NEW YORK (GenomeWeb News) – St. Jude Children's Research Hospital researcher Mary Relling and her co-authors reported online in Nature Genetics that they have detected a pattern of genomic variation that's not only more common in individuals of Native American descent, but which coincides with risk of relapse in children afflicted with acute lymphoblastic leukemia — findings that they say may help explain some of the known ancestry-related differences in the survival rate for children with the disease.
"Ancestry-related differences in relapse risk were abrogated by the addition of a single extra phase of chemotherapy," they wrote, "indicating that modifications to therapy can mitigate the ancestry-related risk of relapse."
In a Journal of Clinical Investigation paper this week, an American research team reported that it found gene expression signatures in Plasmodium falciparum that occur when the malaria parasite infects pregnant women or children, respectively. Using a so-called not-so-random primer approach coupled with RNA sequencing, the researchers characterized expression patterns in parasites from patient samples, identifying at least a dozen genes that are more highly expressed when the parasite infects pregnant women and eight genes whose expression is ramped up when it infects children.
A California team published a study online in Nature describing their efforts to explain a known association between a so-called 'gene desert' on chromosome 9 and coronary artery disease.
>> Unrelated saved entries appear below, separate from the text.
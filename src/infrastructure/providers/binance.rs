//! Binance market-data connector.
//!
//! Serves all five capabilities: spot klines, 24h ticker and depth, plus
//! funding rate and open interest from the futures API. Every call returns
//! a classified `ProviderError` so the registry can retry or fail over.

use crate::domain::errors::ProviderError;
use crate::domain::market::{Candle, DepthLevel, DepthLevels, Pair, Ticker};
use crate::domain::ports::{
    Capability, FundingSample, MarketDataProvider, OpenInterestSample,
};
use crate::infrastructure::http::HttpClientFactory;
use async_trait::async_trait;
use chrono::{DateTime, TimeZone, Utc};
use reqwest::Client;
use rust_decimal::Decimal;
use serde::Deserialize;
use std::time::Duration;
use tracing::debug;

pub struct BinanceProvider {
    id: String,
    client: Client,
    api_key: String,
    base_url: String,
    futures_url: String,
    capabilities: Vec<Capability>,
}

impl BinanceProvider {
    pub fn builder() -> BinanceProviderBuilder {
        BinanceProviderBuilder::default()
    }

    fn api_symbol(pair: &Pair) -> String {
        format!("{}{}", pair.base, pair.quote)
    }

    async fn get_json<T: serde::de::DeserializeOwned>(
        &self,
        url: &str,
        query: &[(&str, String)],
    ) -> Result<T, ProviderError> {
        let mut request = self.client.get(url).query(query);
        if !self.api_key.is_empty() {
            request = request.header("X-MBX-APIKEY", &self.api_key);
        }

        let response = request.send().await.map_err(classify_transport)?;
        let status = response.status();
        if !status.is_success() {
            let retry_after = parse_retry_after(response.headers());
            let body = response.text().await.unwrap_or_default();
            return Err(classify_status(status.as_u16(), retry_after, &body));
        }

        response.json::<T>().await.map_err(|e| ProviderError::Permanent {
            reason: format!("unparseable Binance payload: {}", e),
        })
    }
}

#[derive(Default)]
pub struct BinanceProviderBuilder {
    id: Option<String>,
    api_key: Option<String>,
    base_url: Option<String>,
    futures_url: Option<String>,
    capabilities: Option<Vec<Capability>>,
}

impl BinanceProviderBuilder {
    pub fn id(mut self, id: impl Into<String>) -> Self {
        self.id = Some(id.into());
        self
    }

    pub fn api_key(mut self, api_key: impl Into<String>) -> Self {
        self.api_key = Some(api_key.into());
        self
    }

    pub fn base_url(mut self, base_url: impl Into<String>) -> Self {
        self.base_url = Some(base_url.into());
        self
    }

    pub fn futures_url(mut self, futures_url: impl Into<String>) -> Self {
        self.futures_url = Some(futures_url.into());
        self
    }

    pub fn capabilities(mut self, capabilities: Vec<Capability>) -> Self {
        self.capabilities = Some(capabilities);
        self
    }

    pub fn build(self) -> BinanceProvider {
        BinanceProvider {
            id: self.id.unwrap_or_else(|| "binance".to_string()),
            client: HttpClientFactory::create_client(),
            api_key: self.api_key.unwrap_or_default(),
            base_url: self
                .base_url
                .unwrap_or_else(|| "https://api.binance.com".to_string()),
            futures_url: self
                .futures_url
                .unwrap_or_else(|| "https://fapi.binance.com".to_string()),
            capabilities: self.capabilities.unwrap_or_else(|| {
                vec![
                    Capability::Candles,
                    Capability::Ticker,
                    Capability::Depth,
                    Capability::Funding,
                    Capability::OpenInterest,
                ]
            }),
        }
    }
}

#[async_trait]
impl MarketDataProvider for BinanceProvider {
    fn id(&self) -> &str {
        &self.id
    }

    fn capabilities(&self) -> &[Capability] {
        &self.capabilities
    }

    async fn fetch_candles(
        &self,
        pair: &Pair,
        limit: usize,
    ) -> Result<Vec<Candle>, ProviderError> {
        let url = format!("{}/api/v3/klines", self.base_url);
        // Kline rows: [openTime, open, high, low, close, volume, closeTime,
        // quoteVolume, trades, ...]
        let rows: Vec<Vec<serde_json::Value>> = self
            .get_json(
                &url,
                &[
                    ("symbol", Self::api_symbol(pair)),
                    ("interval", pair.interval.as_str().to_string()),
                    ("limit", limit.to_string()),
                ],
            )
            .await?;

        let mut candles = Vec::with_capacity(rows.len());
        for row in rows {
            candles.push(parse_kline_row(&row)?);
        }
        debug!(
            "BinanceProvider: Fetched {} candles for {}",
            candles.len(),
            pair
        );
        Ok(candles)
    }

    async fn fetch_ticker(&self, pair: &Pair) -> Result<Ticker, ProviderError> {
        #[derive(Deserialize)]
        #[serde(rename_all = "camelCase")]
        struct Ticker24hr {
            last_price: String,
            bid_price: String,
            ask_price: String,
            volume: String,
            close_time: i64,
        }

        let url = format!("{}/api/v3/ticker/24hr", self.base_url);
        let raw: Ticker24hr = self
            .get_json(&url, &[("symbol", Self::api_symbol(pair))])
            .await?;

        Ok(Ticker {
            last: parse_decimal(&raw.last_price, "lastPrice")?,
            bid: parse_decimal(&raw.bid_price, "bidPrice")?,
            ask: parse_decimal(&raw.ask_price, "askPrice")?,
            volume_24h: parse_decimal(&raw.volume, "volume")?,
            timestamp: millis_to_utc(raw.close_time)?,
        })
    }

    async fn fetch_depth(
        &self,
        pair: &Pair,
        levels: usize,
    ) -> Result<DepthLevels, ProviderError> {
        #[derive(Deserialize)]
        struct DepthPayload {
            bids: Vec<(String, String)>,
            asks: Vec<(String, String)>,
        }

        let url = format!("{}/api/v3/depth", self.base_url);
        let raw: DepthPayload = self
            .get_json(
                &url,
                &[
                    ("symbol", Self::api_symbol(pair)),
                    ("limit", levels.to_string()),
                ],
            )
            .await?;

        Ok(DepthLevels {
            bids: parse_levels(&raw.bids)?,
            asks: parse_levels(&raw.asks)?,
            // The depth endpoint carries no timestamp; receipt time is the
            // freshest consistent stamp available.
            timestamp: Utc::now(),
        })
    }

    async fn fetch_funding(&self, pair: &Pair) -> Result<FundingSample, ProviderError> {
        #[derive(Deserialize)]
        #[serde(rename_all = "camelCase")]
        struct PremiumIndex {
            mark_price: String,
            index_price: String,
            last_funding_rate: String,
            time: i64,
        }

        let url = format!("{}/fapi/v1/premiumIndex", self.futures_url);
        let raw: PremiumIndex = self
            .get_json(&url, &[("symbol", Self::api_symbol(pair))])
            .await?;

        let mark = parse_decimal(&raw.mark_price, "markPrice")?;
        let index = parse_decimal(&raw.index_price, "indexPrice")?;
        Ok(FundingSample {
            funding_rate: parse_decimal(&raw.last_funding_rate, "lastFundingRate")?,
            basis: mark - index,
            timestamp: millis_to_utc(raw.time)?,
        })
    }

    async fn fetch_open_interest(
        &self,
        pair: &Pair,
    ) -> Result<OpenInterestSample, ProviderError> {
        #[derive(Deserialize)]
        #[serde(rename_all = "camelCase")]
        struct OpenInterestPayload {
            open_interest: String,
            time: i64,
        }

        let url = format!("{}/fapi/v1/openInterest", self.futures_url);
        let raw: OpenInterestPayload = self
            .get_json(&url, &[("symbol", Self::api_symbol(pair))])
            .await?;

        Ok(OpenInterestSample {
            open_interest: parse_decimal(&raw.open_interest, "openInterest")?,
            timestamp: millis_to_utc(raw.time)?,
        })
    }
}

fn parse_kline_row(row: &[serde_json::Value]) -> Result<Candle, ProviderError> {
    if row.len() < 9 {
        return Err(ProviderError::Permanent {
            reason: format!("kline row has {} fields, expected >= 9", row.len()),
        });
    }
    let open_time = row[0].as_i64().ok_or_else(|| malformed("openTime"))?;
    let close_time = row[6].as_i64().ok_or_else(|| malformed("closeTime"))?;
    let trades = row[8].as_u64().ok_or_else(|| malformed("trades"))?;

    Ok(Candle {
        open_time: millis_to_utc(open_time)?,
        open: parse_decimal(row[1].as_str().ok_or_else(|| malformed("open"))?, "open")?,
        high: parse_decimal(row[2].as_str().ok_or_else(|| malformed("high"))?, "high")?,
        low: parse_decimal(row[3].as_str().ok_or_else(|| malformed("low"))?, "low")?,
        close: parse_decimal(row[4].as_str().ok_or_else(|| malformed("close"))?, "close")?,
        volume: parse_decimal(
            row[5].as_str().ok_or_else(|| malformed("volume"))?,
            "volume",
        )?,
        close_time: millis_to_utc(close_time)?,
        trades,
    })
}

fn parse_levels(raw: &[(String, String)]) -> Result<Vec<DepthLevel>, ProviderError> {
    raw.iter()
        .map(|(price, size)| {
            Ok(DepthLevel {
                price: parse_decimal(price, "price")?,
                size: parse_decimal(size, "size")?,
            })
        })
        .collect()
}

pub(crate) fn parse_decimal(raw: &str, field: &str) -> Result<Decimal, ProviderError> {
    Decimal::from_str_exact(raw).map_err(|_| ProviderError::Permanent {
        reason: format!("non-numeric {}: '{}'", field, raw),
    })
}

pub(crate) fn millis_to_utc(millis: i64) -> Result<DateTime<Utc>, ProviderError> {
    Utc.timestamp_millis_opt(millis)
        .single()
        .ok_or_else(|| ProviderError::Permanent {
            reason: format!("timestamp out of range: {}", millis),
        })
}

fn malformed(field: &str) -> ProviderError {
    ProviderError::Permanent {
        reason: format!("malformed kline field: {}", field),
    }
}

pub(crate) fn classify_transport(err: reqwest::Error) -> ProviderError {
    ProviderError::Transient {
        reason: format!("transport failure: {}", err),
    }
}

pub(crate) fn parse_retry_after(headers: &reqwest::header::HeaderMap) -> Option<Duration> {
    headers
        .get(reqwest::header::RETRY_AFTER)
        .and_then(|v| v.to_str().ok())
        .and_then(|v| v.parse::<u64>().ok())
        .map(Duration::from_secs)
}

/// Maps an HTTP status to the provider error taxonomy. 451 is the
/// region-block status both Binance and Coinbase use.
pub(crate) fn classify_status(
    status: u16,
    retry_after: Option<Duration>,
    body: &str,
) -> ProviderError {
    match status {
        401 | 403 => ProviderError::Auth {
            reason: format!("HTTP {}: {}", status, truncate(body)),
        },
        418 | 429 => ProviderError::RateLimited {
            retry_after: retry_after.unwrap_or(Duration::from_secs(1)),
        },
        451 => ProviderError::RegionBlocked,
        400 | 404 => ProviderError::Permanent {
            reason: format!("HTTP {}: {}", status, truncate(body)),
        },
        _ => ProviderError::Transient {
            reason: format!("HTTP {}: {}", status, truncate(body)),
        },
    }
}

fn truncate(body: &str) -> String {
    body.chars().take(200).collect()
}

#[cfg(test)]
mod tests {
    use super::*;
    use crate::domain::market::Interval;
    use rust_decimal_macros::dec;

    #[test]
    fn test_kline_row_parsing() {
        let row: Vec<serde_json::Value> = serde_json::from_str(
            r#"[1709294400000, "50000.1", "50500.0", "49800.5", "50200.0", "120.5",
                1709297999999, "6049000.0", 5123]"#,
        )
        .unwrap();
        let candle = parse_kline_row(&row).unwrap();
        assert_eq!(candle.open, dec!(50000.1));
        assert_eq!(candle.trades, 5123);
        assert!(candle.validate(Interval::OneHour).is_ok());
    }

    #[test]
    fn test_kline_row_rejects_short_rows() {
        let row: Vec<serde_json::Value> = serde_json::from_str(r#"[1709294400000]"#).unwrap();
        assert!(matches!(
            parse_kline_row(&row),
            Err(ProviderError::Permanent { .. })
        ));
    }

    #[test]
    fn test_status_classification() {
        assert!(matches!(
            classify_status(429, Some(Duration::from_secs(2)), ""),
            ProviderError::RateLimited { retry_after } if retry_after == Duration::from_secs(2)
        ));
        assert!(matches!(
            classify_status(451, None, ""),
            ProviderError::RegionBlocked
        ));
        assert!(matches!(
            classify_status(401, None, "bad key"),
            ProviderError::Auth { .. }
        ));
        assert!(matches!(
            classify_status(503, None, ""),
            ProviderError::Transient { .. }
        ));
        assert!(matches!(
            classify_status(404, None, ""),
            ProviderError::Permanent { .. }
        ));
    }

    #[test]
    fn test_api_symbol_concatenation() {
        let pair = Pair::new("BTC", "USDT", Interval::OneHour);
        assert_eq!(BinanceProvider::api_symbol(&pair), "BTCUSDT");
    }
}
//! Opinion sources.
//!
//! The production deployment points analysts at an LLM-backed
//! `AnalystOpinionSource` collaborator. This module ships the
//! deterministic rule-based source used in dev environments and backtests:
//! plain indicator heuristics over the role digest, no credentials, no
//! network.

use crate::domain::ports::{AnalystOpinionSource, OpinionDraft, OpinionRequest};
use anyhow::Result;
use async_trait::async_trait;

/// Deterministic heuristics standing in for an LLM. Confidence is scaled
/// from how far the digest sits from its neutral zone, capped at 90 so the
/// rule source never claims certainty.
pub struct RuleBasedOpinionSource;

impl RuleBasedOpinionSource {
    fn opine(request: &OpinionRequest) -> OpinionDraft {
        let field = |name: &str| request.digest.get(name).and_then(|v| v.as_f64());

        match request.analyst_id.as_str() {
            "technical" => {
                let rsi = field("rsi").unwrap_or(50.0);
                let macd_hist = field("macd_hist").unwrap_or(0.0);
                let sma_fast = field("sma_fast").unwrap_or(0.0);
                let sma_slow = field("sma_slow").unwrap_or(0.0);

                if rsi < 30.0 {
                    draft("BUY", 40.0 + (30.0 - rsi) * 2.0, format!("RSI oversold at {:.1}", rsi))
                } else if rsi > 70.0 {
                    draft("SELL", 40.0 + (rsi - 70.0) * 2.0, format!("RSI overbought at {:.1}", rsi))
                } else if macd_hist > 0.0 && sma_fast > sma_slow {
                    draft("BUY", 45.0, "MACD histogram positive above rising SMA".to_string())
                } else if macd_hist < 0.0 && sma_fast < sma_slow {
                    draft("SELL", 45.0, "MACD histogram negative below falling SMA".to_string())
                } else {
                    draft("HOLD", 20.0, "Mixed momentum and trend readings".to_string())
                }
            }
            "liquidity" => {
                let imbalance = field("imbalance").unwrap_or(0.0);
                let spread_pct = field("spread_pct").unwrap_or(0.0);
                // Wide spreads make the book read unreliable.
                let damp = if spread_pct > 0.002 { 0.5 } else { 1.0 };

                if imbalance > 0.25 {
                    draft(
                        "BUY",
                        imbalance * 100.0 * damp,
                        format!("Bid-heavy book, imbalance {:.2}", imbalance),
                    )
                } else if imbalance < -0.25 {
                    draft(
                        "SELL",
                        -imbalance * 100.0 * damp,
                        format!("Ask-heavy book, imbalance {:.2}", imbalance),
                    )
                } else {
                    draft("HOLD", 15.0, "Balanced order book".to_string())
                }
            }
            "funding" => {
                let funding_rate = field("funding_rate").unwrap_or(0.0);
                if funding_rate > 0.0005 {
                    draft(
                        "SELL",
                        (funding_rate * 60_000.0).min(80.0),
                        format!("Crowded longs, funding {:.4}%", funding_rate * 100.0),
                    )
                } else if funding_rate < -0.0005 {
                    draft(
                        "BUY",
                        (-funding_rate * 60_000.0).min(80.0),
                        format!("Crowded shorts, funding {:.4}%", funding_rate * 100.0),
                    )
                } else {
                    draft("HOLD", 10.0, "Funding near neutral".to_string())
                }
            }
            "open_interest" => {
                let basis = field("basis_pct").unwrap_or(0.0);
                if basis > 0.1 {
                    draft("BUY", (basis * 200.0).min(60.0), format!("Futures premium {:.2}%", basis))
                } else if basis < -0.1 {
                    draft("SELL", (-basis * 200.0).min(60.0), format!("Futures discount {:.2}%", basis))
                } else {
                    draft("HOLD", 10.0, "Basis near flat".to_string())
                }
            }
            "sentiment" => {
                let change = field("price_change_pct").unwrap_or(0.0);
                if change > 2.0 {
                    draft("BUY", (change * 10.0).min(70.0), format!("Tape up {:.1}% over window", change))
                } else if change < -2.0 {
                    draft("SELL", (-change * 10.0).min(70.0), format!("Tape down {:.1}% over window", change))
                } else {
                    draft("HOLD", 15.0, "Tape flat over window".to_string())
                }
            }
            other => draft("HOLD", 0.0, format!("No heuristic for role '{}'", other)),
        }
    }
}

fn draft(signal: &str, confidence: f64, reasoning: String) -> OpinionDraft {
    OpinionDraft {
        signal: signal.to_string(),
        confidence: confidence.clamp(0.0, 90.0).round() as i64,
        reasoning,
    }
}

#[async_trait]
impl AnalystOpinionSource for RuleBasedOpinionSource {
    async fn generate(&self, request: &OpinionRequest) -> Result<OpinionDraft> {
        Ok(Self::opine(request))
    }
}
By looking at long distance interactions in the genome, they found nearly three-dozen enhancers in the chromosome 9 region, which has also been linked to type 2 diabetes. These enhancers help ramp up the expression of other genes, they found — activity that seems to get altered when certain variants are present in the region.
In another Nature paper, University of Rochester researchers Chenguang Gong and Lynne Maquat tracked down ties between Alu elements — repetitive sequences that have expanded in some primates, including humans — and long non-coding RNA activity. Their results suggest Alu elements and lncRNAs interact to influence the degradation of messenger RNAs in concert with Staufen-1 and other proteins.
"Previously, no one knew what Alu elements and long non-coding RNAs did, whether they were junk or if they had any purpose," Maquat said in a statement. "Now, we've shown that they actually have important roles in regulating protein production."
In its second installment of articles celebrating a decade of human genomics, Science features perspectives pieces by University of Pennsylvania bioethicist Arthur Caplan, Pacific Biosciences CSO Eric Schadt, BGI Executive Director Jun Wang, Decode Genetics President and CEO Kari Stefansson, Harvard University researcher Pardis Sabeti, Duke University researcher Charmaine Royal, University of Geneva researcher Emmanouil Dermitzakis, and Archbishop Desmond Tutu.
Genomics In The Journals is a new weekly feature pointing readers to select, recently published articles involving genomics and related research.